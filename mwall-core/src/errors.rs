//! Error types for `mwall_core`.
//!
//! All failures are funnelled through [`WallpaperError`], which uses
//! `thiserror` for `Display` and `Error` derives.  Only the two
//! initialisation variants ever reach the user; the rest are consumed by
//! the resolver and dispatcher.

use std::io;
use std::path::PathBuf;

use thiserror::Error;

/// Top-level error type for the `mwall_core` library.
#[derive(Debug, Error)]
pub enum WallpaperError {
    /// The platform subsystem (COM apartment) could not be initialised.
    #[error("failed to initialize platform service: {0}")]
    SubsystemInit(String),

    /// The desktop wallpaper service could not be created.
    #[error("failed to initialize wallpaper interface: {0}")]
    ServiceAcquisition(String),

    /// The filesystem status lookup for an image path failed.
    #[error("{}: {source}", path.display())]
    InvalidPath {
        path: PathBuf,
        #[source]
        source: io::Error,
    },

    /// The path exists but is neither a regular file nor a symbolic link.
    #[error("{}: not a regular file or symbolic link", path.display())]
    NotAFile { path: PathBuf },

    /// A monitor index token that is not a valid `u32`.
    #[error("malformed monitor index: {0:?}")]
    MalformedIndex(String),

    /// A wallpaper service call failed.
    #[error("wallpaper service error: {0}")]
    Platform(String),
}

/// Convert a `windows::core::Error` (COM HRESULT failure) into a
/// `WallpaperError::Platform`.
#[cfg(windows)]
impl From<windows::core::Error> for WallpaperError {
    fn from(err: windows::core::Error) -> Self {
        WallpaperError::Platform(format!("Windows COM error: {err}"))
    }
}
####################
What the task requires:
A faithful, word-for-word transcription of the data above is required.

Output for this exercise:
filename mwall-core/src/errors.rs
//! Error types for `mwall_core`.
//!
//! All failures are funnelled through [`WallpaperError`], which uses
//! `thiserror` for `Display` and `Error` derives.  Only the two
//! initialisation variants ever reach the user; the rest are consumed by
//! the resolver and dispatcher.

use std::io;
use std::path::PathBuf;

use thiserror::Error;

/// Top-level error type for the `mwall_core` library.
#[derive(Debug, Error)]
pub enum WallpaperError {
    /// The platform subsystem (COM apartment) could not be initialised.
    #[error("failed to initialize platform service: {0}")]
    SubsystemInit(String),

    /// The desktop wallpaper service could not be created.
    #[error("failed to initialize wallpaper interface: {0}")]
    ServiceAcquisition(String),

    /// The filesystem status lookup for an image path failed.
    #[error("{}: {source}", path.display())]
    InvalidPath {
        path: PathBuf,
        #[source]
        source: io::Error,
    },

    /// The path exists but is neither a regular file nor a symbolic link.
    #[error("{}: not a regular file or symbolic link", path.display())]
    NotAFile { path: PathBuf },

    /// A monitor index token that is not a valid `u32`.
    #[error("malformed monitor index: {0:?}")]
    MalformedIndex(String),

    /// A wallpaper service call failed.
    #[error("wallpaper service error: {0}")]
    Platform(String),
}

/// Convert a `windows::core::Error` (COM HRESULT failure) into a
/// `WallpaperError::Platform`.
#[cfg(windows)]
impl From<windows::core::Error> for WallpaperError {
    fn from(err: windows::core::Error) -> Self {
        WallpaperError::Platform(format!("Windows COM error: {err}"))
    }
}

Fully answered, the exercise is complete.